The author and his friend Nando at WORN’s Legendary Black Cat Ball
Glasses weren’t always cool. The archetypal nerd of our collective imagination is still pictured with thick-rimmed black glasses affixed with white tape. Not that I was ever bullied for wearing mine. I was called “four eyes” once and my reaction was, “Really now? People actually say that?” I wasn’t embarrassed when my nearsightedness forced me to get glasses, but I certainly didn’t relish the chance to pick out frames. Glasses, like underwear, were just something you had to wear. (The main difference being glasses are worn on the face, while underwear isn’t… most of the time.)
Then I started noticing something. Tina Fey wore her glasses on SNL, Sarah Palin wore hers on FOX News, and Tina Fey playing Sarah Palin in glasses became a YouTube sensation. Spectacles had ceased to be something celebrities were ashamed of and soon others began ‘coming out’ as their true bespectacled selves.
Even animals got in on it. T-shirts appeared with anthropomorphic creatures like Kermit the Frog and Hello Kitty wearing chunky horn-rimmed glasses. But the most telling phenomenon of all: the availability of hip frames with no lenses, so that even those with 20/20 vision can look cool (or should I say nerdy?).
We were having a glasses moment and I, with my old nondescript frames, was missing it. When I decided to get new ones, my first step was to ask advice from my friend and coworker Nando. His cute frames always seem to enhance (not detract from) his handsomeness. Although I wanted cool glasses, I still wanted people to see me through the lenses.
Nando recommended a place on Queen Street with a two-for-one deal. While the idea of having more than one pair of glasses seemed indulgent and a tad “Court of Versailles,” I gleefully pictured trying on a myriad of pairs reflecting different aspects of my personality. It would be like those movie scenes where characters try on an absurd number of silly hats just because they can.
I invited Nando to accompany me to the frame store, but our work schedules conflicted so I went solo. The two witty sales associates played a game similar to Good Cop/Bad Cop. One would offer a pair (“How do you feel about tortoise shell?”) while the other, acting like the tough-love friend, would rule them out.
I went through almost every style mentioned in WORN’s Issue 11 glasses glossary, but when I put on a modern reworking of the classic brow-line frame we knew we had found choice number one. For my second pair, I decided on thick, black horn-rimmed frames. I knew they were a hipster cliché (if you google search “hipster glasses,” there they are) but I thought they made me look geek-chic cute.

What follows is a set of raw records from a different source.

//! Element Conversion
//!
//! Turns an element subtree into one entry of an `OrderedMultiMap`, keyed by
//! the element's local name:
//!
//! ```text
//! <c xmlns="urn:x" att="val">LINE</c>
//!   => "c": { "__ns__": "urn:x", "__attr__": { "att": "val" }, "__body__": "LINE" }
//! ```
//!
//! Repeated siblings share one key and become a list through the map's
//! promotion rule.

use crate::dom::Element;
use crate::map::{OrderedMultiMap, ATTR_KEY, BODY_KEY, NS_KEY};
use tracing::warn;

/// Hook that turns a matched element into its output fragment.
///
/// The hook must insert exactly one top-level entry into `out`.
pub trait Converter {
    fn convert(&self, element: &Element, out: &mut OrderedMultiMap, include_namespace: bool);
}

/// Default converter
#[derive(Debug, Clone, Copy, Default)]
pub struct ElementConverter;

impl Converter for ElementConverter {
    fn convert(&self, element: &Element, out: &mut OrderedMultiMap, include_namespace: bool) {
        convert_element(element, out, include_namespace);
    }
}

impl<F> Converter for F
where
    F: Fn(&Element, &mut OrderedMultiMap, bool),
{
    fn convert(&self, element: &Element, out: &mut OrderedMultiMap, include_namespace: bool) {
        self(element, out, include_namespace)
    }
}

/// Convert `element` and its descendants into `out[local_name]`.
///
/// Body selection:
/// - non-blank text, no children: `__body__` is the text
/// - children, blank text: `__body__` is a map of converted children
/// - neither: no `__body__`
/// - both: no `__body__` (mixed content is dropped)
///
/// `include_namespace` applies to the whole subtree, so `false` also leaves
/// `__ns__` out of every descendant.
pub fn convert_element(element: &Element, out: &mut OrderedMultiMap, include_namespace: bool) {
    let mut entry = OrderedMultiMap::new();

    if include_namespace {
        if let Some(ns) = &element.name.namespace {
            entry.set(NS_KEY, ns.as_str());
        }
    }

    if !element.attributes.is_empty() {
        let attrs: OrderedMultiMap = element
            .attributes
            .iter()
            .map(|(k, v)| (k.as_str(), v.as_str()))
            .collect();
        entry.set(ATTR_KEY, attrs);
    }

    let has_text = !element.text_is_blank();
    let has_children = !element.children.is_empty();

    match (has_text, has_children) {
        (true, false) => entry.set(BODY_KEY, element.text.as_str()),
        (false, true) => {
            let mut body = OrderedMultiMap::new();
            for child in &element.children {
                convert_element(child, &mut body, include_namespace);
            }
            entry.set(BODY_KEY, body);
        }
        (false, false) => {}
        (true, true) => {
            warn!(
                element = %element.name,
                children = element.children.len(),
                "dropping mixed text and element content"
            );
        }
    }

    out.set(element.name.local_name.as_str(), entry);
}
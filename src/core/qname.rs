//! Qualified Names
//!
//! A qualified name is a local name plus an optional namespace URI. The
//! prefix used in markup is never part of the identity.

use crate::error::{Error, Result};
use memchr::memchr;
use std::fmt;

/// Resolved element identity
#[derive(Debug, Clone, PartialEq, Eq, Hash)]
pub struct QName {
    /// Local name (after colon)
    pub local_name: String,
    /// Namespace URI, `None` when the element is not in a namespace
    pub namespace: Option<String>,
}

impl QName {
    /// Create a name in no namespace
    pub fn local(local_name: impl Into<String>) -> Self {
        QName {
            local_name: local_name.into(),
            namespace: None,
        }
    }

    /// Create a namespaced name
    pub fn namespaced(namespace: impl Into<String>, local_name: impl Into<String>) -> Self {
        QName {
            local_name: local_name.into(),
            namespace: Some(namespace.into()),
        }
    }

    /// Parse a `{uri}local` or bare `local` specification.
    ///
    /// An empty `{}` namespace means "no namespace", so `{}a` and `a` are the
    /// same name.
    pub fn parse(spec: &str) -> Result<Self> {
        let invalid = |reason| Error::MalformedFilterSpec {
            spec: spec.to_string(),
            reason,
        };

        let (namespace, local) = match spec.strip_prefix('{') {
            Some(rest) => {
                let close = memchr(b'}', rest.as_bytes()).ok_or_else(|| invalid("unterminated namespace"))?;
                let uri = &rest[..close];
                if uri.contains('{') {
                    return Err(invalid("nested '{' in namespace"));
                }
                let uri = if uri.is_empty() { None } else { Some(uri.to_string()) };
                (uri, &rest[close + 1..])
            }
            None => (None, spec),
        };

        if local.is_empty() {
            return Err(invalid("empty local name"));
        }
        if !is_ncname(local) {
            return Err(invalid("local name is not a valid XML name"));
        }

        Ok(QName {
            local_name: local.to_string(),
            namespace,
        })
    }

    /// Clark notation: `{uri}local`, or `local` without a namespace
    pub fn clark(&self) -> String {
        self.to_string()
    }
}

impl fmt::Display for QName {
    fn fmt(&self, f: &mut fmt::Formatter<'_>) -> fmt::Result {
        match &self.namespace {
            Some(ns) => write!(f, "{{{}}}{}", ns, self.local_name),
            None => f.write_str(&self.local_name),
        }
    }
}

impl std::str::FromStr for QName {
    type Err = Error;

    fn from_str(s: &str) -> Result<Self> {
        QName::parse(s)
    }
}

/// Split a raw tag into prefix and local name at the colon
pub fn split_name(name: &[u8]) -> (Option<&[u8]>, &[u8]) {
    if let Some(pos) = memchr(b':', name) {
        (Some(&name[..pos]), &name[pos + 1..])
    } else {
        (None, name)
    }
}

/// XML name without colons
pub fn is_ncname(name: &str) -> bool {
    let mut chars = name.chars();
    match chars.next() {
        Some(c) if c == '_' || c.is_alphabetic() => {}
        _ => return false,
    }
    chars.all(|c| c == '_' || c == '-' || c == '.' || c == '\u{B7}' || c.is_alphanumeric())
}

When I first wore them in front of Nando, I was worried that my bespectacled role model would disapprove of my choice.
“Aww, Max, those are so good!” was the general consensus at work. Then Nando noticed them.
“Yeah, um, they look very familiar,” he said.
“What do you mean?” I asked.
“I have the exact same pair.”
“Do they have the little stars on the corners?”
“This is why you should have come with me.”
If Nando has two pairs and I have two pairs, my understanding of probability tells me that there’s only a one in four chances of us wearing the same frames on the same day. That sounds like a lot, doesn’t it? So I’m working on another theory to help me sleep at night. What’s so wrong with owning the same pair of glasses? Why can’t we both take it as mutual flattery? Our whole ‘who wore it better’ culture is too competitive as it is. I like the frames on him and I like the frames on me.
Personal style is not in an item itself, but how you wear it.
Sometimes you need a new pair of glasses to see things clearly.